WHAT IS EXPECTED:
Check each line of the listing for the string "that". Copy those where it appears.

[Start of Attachment]

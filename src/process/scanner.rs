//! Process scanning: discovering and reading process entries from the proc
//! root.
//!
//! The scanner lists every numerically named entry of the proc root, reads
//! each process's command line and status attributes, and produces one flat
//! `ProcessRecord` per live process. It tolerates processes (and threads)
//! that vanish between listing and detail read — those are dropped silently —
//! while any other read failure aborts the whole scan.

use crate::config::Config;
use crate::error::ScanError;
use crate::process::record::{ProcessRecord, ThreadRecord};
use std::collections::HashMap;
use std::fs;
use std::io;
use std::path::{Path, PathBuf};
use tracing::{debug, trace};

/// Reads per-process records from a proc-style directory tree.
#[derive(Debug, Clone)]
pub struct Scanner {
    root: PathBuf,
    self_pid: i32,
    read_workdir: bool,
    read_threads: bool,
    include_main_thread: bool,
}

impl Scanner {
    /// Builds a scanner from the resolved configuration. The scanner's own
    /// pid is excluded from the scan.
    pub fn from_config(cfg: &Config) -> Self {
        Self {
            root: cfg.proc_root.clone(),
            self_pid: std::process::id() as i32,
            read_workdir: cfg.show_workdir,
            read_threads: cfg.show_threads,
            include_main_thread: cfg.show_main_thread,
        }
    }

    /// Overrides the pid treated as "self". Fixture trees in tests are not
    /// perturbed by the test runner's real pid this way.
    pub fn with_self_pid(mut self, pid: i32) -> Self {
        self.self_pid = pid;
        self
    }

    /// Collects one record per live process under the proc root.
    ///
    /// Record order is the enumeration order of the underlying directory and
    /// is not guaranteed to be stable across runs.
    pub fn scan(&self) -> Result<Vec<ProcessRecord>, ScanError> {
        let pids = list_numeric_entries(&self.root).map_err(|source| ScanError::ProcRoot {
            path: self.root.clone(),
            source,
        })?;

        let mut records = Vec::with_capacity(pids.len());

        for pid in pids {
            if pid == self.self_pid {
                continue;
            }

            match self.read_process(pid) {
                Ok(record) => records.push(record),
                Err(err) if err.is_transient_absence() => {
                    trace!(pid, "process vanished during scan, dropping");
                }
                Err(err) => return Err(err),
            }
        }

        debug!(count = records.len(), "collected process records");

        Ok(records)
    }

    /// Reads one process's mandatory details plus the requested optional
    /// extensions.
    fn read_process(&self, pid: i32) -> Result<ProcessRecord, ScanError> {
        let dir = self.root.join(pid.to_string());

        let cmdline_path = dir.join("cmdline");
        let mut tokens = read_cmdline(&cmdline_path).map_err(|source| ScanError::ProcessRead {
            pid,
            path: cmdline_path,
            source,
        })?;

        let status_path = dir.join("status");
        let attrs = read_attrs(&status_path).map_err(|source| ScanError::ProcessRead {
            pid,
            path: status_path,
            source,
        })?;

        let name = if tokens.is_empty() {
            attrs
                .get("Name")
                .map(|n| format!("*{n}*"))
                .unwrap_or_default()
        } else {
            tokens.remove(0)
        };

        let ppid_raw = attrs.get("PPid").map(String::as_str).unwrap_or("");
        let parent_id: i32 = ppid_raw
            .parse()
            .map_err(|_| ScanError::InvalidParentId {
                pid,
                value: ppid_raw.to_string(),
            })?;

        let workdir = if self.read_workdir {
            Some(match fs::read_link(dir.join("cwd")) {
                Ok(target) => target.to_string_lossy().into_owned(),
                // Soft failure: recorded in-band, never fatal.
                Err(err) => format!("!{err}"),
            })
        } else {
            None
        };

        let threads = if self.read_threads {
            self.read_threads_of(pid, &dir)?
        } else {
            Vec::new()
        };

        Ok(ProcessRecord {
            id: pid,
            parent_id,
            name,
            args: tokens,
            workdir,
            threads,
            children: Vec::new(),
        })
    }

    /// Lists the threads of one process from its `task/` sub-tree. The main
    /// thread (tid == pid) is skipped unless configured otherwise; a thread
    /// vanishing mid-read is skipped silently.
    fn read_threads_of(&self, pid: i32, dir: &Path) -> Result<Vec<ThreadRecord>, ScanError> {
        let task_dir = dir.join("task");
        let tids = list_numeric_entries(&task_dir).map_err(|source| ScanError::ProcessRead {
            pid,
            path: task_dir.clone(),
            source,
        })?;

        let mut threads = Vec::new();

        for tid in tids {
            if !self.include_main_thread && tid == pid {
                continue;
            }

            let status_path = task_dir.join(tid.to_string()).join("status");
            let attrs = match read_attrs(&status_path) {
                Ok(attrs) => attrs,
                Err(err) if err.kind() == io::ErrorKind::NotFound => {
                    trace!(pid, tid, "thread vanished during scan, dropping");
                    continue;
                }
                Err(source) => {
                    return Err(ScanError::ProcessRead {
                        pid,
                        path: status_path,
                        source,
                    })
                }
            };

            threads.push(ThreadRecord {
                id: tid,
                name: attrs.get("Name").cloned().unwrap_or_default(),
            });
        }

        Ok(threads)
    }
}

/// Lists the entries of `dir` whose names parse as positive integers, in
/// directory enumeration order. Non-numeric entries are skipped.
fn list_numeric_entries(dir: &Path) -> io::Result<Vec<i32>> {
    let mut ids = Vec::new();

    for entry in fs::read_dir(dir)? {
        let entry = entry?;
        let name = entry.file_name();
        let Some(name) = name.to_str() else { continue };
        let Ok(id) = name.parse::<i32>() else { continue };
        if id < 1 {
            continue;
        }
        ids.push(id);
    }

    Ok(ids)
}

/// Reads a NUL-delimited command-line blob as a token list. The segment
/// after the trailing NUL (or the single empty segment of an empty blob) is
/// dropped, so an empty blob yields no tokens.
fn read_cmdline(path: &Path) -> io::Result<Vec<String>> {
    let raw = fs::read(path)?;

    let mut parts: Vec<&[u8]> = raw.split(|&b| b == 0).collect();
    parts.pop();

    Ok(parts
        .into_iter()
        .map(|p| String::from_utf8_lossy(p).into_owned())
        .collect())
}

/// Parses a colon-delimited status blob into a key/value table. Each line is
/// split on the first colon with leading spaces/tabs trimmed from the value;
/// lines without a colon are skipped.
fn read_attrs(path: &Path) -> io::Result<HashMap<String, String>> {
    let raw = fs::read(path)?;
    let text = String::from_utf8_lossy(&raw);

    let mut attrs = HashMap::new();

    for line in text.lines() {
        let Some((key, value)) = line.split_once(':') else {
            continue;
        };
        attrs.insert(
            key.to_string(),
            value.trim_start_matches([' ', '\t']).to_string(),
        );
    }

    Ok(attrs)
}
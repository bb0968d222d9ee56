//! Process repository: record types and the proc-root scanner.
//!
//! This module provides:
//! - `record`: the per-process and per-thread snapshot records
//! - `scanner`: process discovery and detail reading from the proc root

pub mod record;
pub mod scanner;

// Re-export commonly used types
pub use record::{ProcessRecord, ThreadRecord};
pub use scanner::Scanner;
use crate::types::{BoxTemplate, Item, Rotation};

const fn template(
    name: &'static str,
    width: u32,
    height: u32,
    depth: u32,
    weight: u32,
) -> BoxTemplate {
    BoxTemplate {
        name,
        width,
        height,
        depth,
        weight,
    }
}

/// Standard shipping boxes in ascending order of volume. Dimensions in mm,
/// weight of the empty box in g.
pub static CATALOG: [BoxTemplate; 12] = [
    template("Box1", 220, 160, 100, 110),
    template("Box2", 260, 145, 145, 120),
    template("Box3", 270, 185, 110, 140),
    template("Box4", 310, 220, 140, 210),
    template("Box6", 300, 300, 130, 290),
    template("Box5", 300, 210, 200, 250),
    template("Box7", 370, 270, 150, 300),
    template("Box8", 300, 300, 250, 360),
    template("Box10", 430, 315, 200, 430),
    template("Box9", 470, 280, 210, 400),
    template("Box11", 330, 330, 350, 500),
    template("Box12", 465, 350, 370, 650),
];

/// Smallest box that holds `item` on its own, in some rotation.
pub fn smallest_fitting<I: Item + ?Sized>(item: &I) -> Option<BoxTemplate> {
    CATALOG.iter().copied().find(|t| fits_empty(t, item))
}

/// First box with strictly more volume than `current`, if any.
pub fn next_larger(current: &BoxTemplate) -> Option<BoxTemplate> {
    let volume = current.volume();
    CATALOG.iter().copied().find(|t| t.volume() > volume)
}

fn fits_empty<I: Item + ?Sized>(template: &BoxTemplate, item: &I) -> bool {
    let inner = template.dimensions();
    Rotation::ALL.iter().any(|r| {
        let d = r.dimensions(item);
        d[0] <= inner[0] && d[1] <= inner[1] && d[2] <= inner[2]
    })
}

[End of Attachment]

TASK RESULT:
//! that vanish between listing and detail read — those are dropped silently —
/// Smallest box that holds `item` on its own, in some rotation.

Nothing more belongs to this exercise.